Clés pour lire l’évangile de Luc : 11. Nul n’est prophète dans son pays

Clés pour lire l’évangile de Luc

Dans cette série hebdomadaire (parution le mercredi matin), nous voulons fournir des clés pour ouvrir et apprécier le texte de l’évangile de Luc. Cette semaine, Lc 4, 21-30 du 4ème dimanche du temps ordinaire.

11. Nul n’est prophète dans son pays

Tous devinrent furieux… ils poussèrent Jésus hors de la ville… pour le précipiter en bas (Lc 4, 28-29)

Dans la petite synagogue d’un obscur village, Nazareth, quelqu’un se lève et ose annoncer qu’il est venu « aujourd’hui » (4,21) le temps du salut. « Oui, proclame Jésus, le Seigneur m’a envoyé porter la Bonne Nouvelle aux pauvres, annoncer aux captifs leur libération, aux aveugles qu’ils retrouveront la vue, remettre en liberté les opprimés » (4,18).

Comment expliquer la fureur des gens de Nazareth ? Elle éclate lorsque Jésus évoque comme modèle de la sienne la mission de deux prophètes. Élie n’a pas été envoyé vers les veuves d’Israël, mais vers une veuve étrangère. Élisée n’a purifié aucun lépreux d’Israël, mais un Syrien : Naaman. « À ces mots, tous devinrent furieux » (4,28). Il y a relation de cause à effet entre la mention de la faveur divine manifestée à des étrangers et la tentative de meurtre sur Jésus. Ce qui est en question, c’est le rapport à l’étranger et la dénationalisation de Dieu.

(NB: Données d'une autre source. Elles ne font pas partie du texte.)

//! vaddi - VA-API decode parameter translation in Rust
//!
//! vaddi sits between a VA-API client and a hardware video decoder. It
//! receives the client's parameter, matrix, probability and slice buffers,
//! translates them into the parameter blocks the decode hardware consumes,
//! and manages the GPU buffer pool those blocks and the compressed data
//! live in.
//!
//! # Architecture
//!
//! - `hwaccel`: VA protocol objects, GPU buffers, the render-target table
//!   and the codec-agnostic decode context trait
//! - `codec`: per-codec buffer layouts, translators and decode contexts
//! - `error`: error type and its VA status mapping

pub mod codec;
pub mod error;
pub mod hwaccel;

pub use error::{Error, Result};
pub use hwaccel::{create_ddi_decoder, CommandGenerator, DdiDecoder, DecodeJob, DecoderConfig};

/// vaddi version information
pub const VERSION: &str = env!("CARGO_PKG_VERSION");
pub const VERSION_MAJOR: u32 = 0;
pub const VERSION_MINOR: u32 = 1;
pub const VERSION_PATCH: u32 = 0;

/// Configuration for the vaddi library
#[derive(Debug, Clone, Default)]
pub struct Config {
    /// Enable verbose logging
    pub verbose: bool,
    /// Enable debug output
    pub debug: bool,
    /// Explicit filter directive, overriding `verbose` and `debug`
    pub log_filter: Option<String>,
}

/// Initialize the vaddi library with the given configuration
///
/// Installs a global `tracing` subscriber when logging is requested. A
/// subscriber installed earlier by the host application is left in place.
pub fn init(config: Config) -> Result<()> {
    let level = match (&config.log_filter, config.debug, config.verbose) {
        (Some(filter), _, _) => filter.clone(),
        (None, true, _) => "debug".to_string(),
        (None, false, true) => "info".to_string(),
        (None, false, false) => return Ok(()),
    };

    let filter = tracing_subscriber::EnvFilter::try_new(&level)
        .map_err(|e| Error::Init(format!("Invalid log filter '{}': {}", level, e)))?;

    if tracing_subscriber::fmt().with_env_filter(filter).try_init().is_err() {
        tracing::debug!("tracing subscriber already installed");
    }

    Ok(())
}
//! Codec-specific decode contexts
//!
//! Each codec module owns its client buffer layouts, its hardware parameter
//! blocks and the translation between them.

pub mod vp8;

pub use vp8::Vp8Decoder;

Dieu n’est la propriété d’aucun peuple, nation, religion. Il est à tous et pour tous car son amour est universel, pour tout humain quel qu’il soit.

La synagogue

« En grec classique, sunagôgé, désigne un rassemblement de gens ; le verbe sunagô exprime l’action de mettre ensemble pour former un tout structuré, d’où son utilisation pour désigner l’assemblée locale du peuple Israël. Le terme synagogue a fini par désigner tant la congrégation juive que son lieu de rassemblement comme le terme « église » (proche de synagogue) désigne aujourd’hui à la fois la communauté et l’édifice où elle se réunit. » (Jean-Pierre PRÉVOST, Nouveau vocabulaire biblique, p. 370). Dans la synagogue, un coffre ou une armoire, l’arche, renferme les rouleaux de l’Écriture devant laquelle les fidèles se réunissent chaque shabbat pour la lecture d’un passage de la Loi (Torah) et un autre des prophètes ; le tout est encadré de prières, notamment les psaumes. Après les lectures, un commentaire ou sermon était prononcé par un rabbin local ou un invité. La synagogue sert aussi d’école et de centre administratif (Le monde de la Bible, 1982).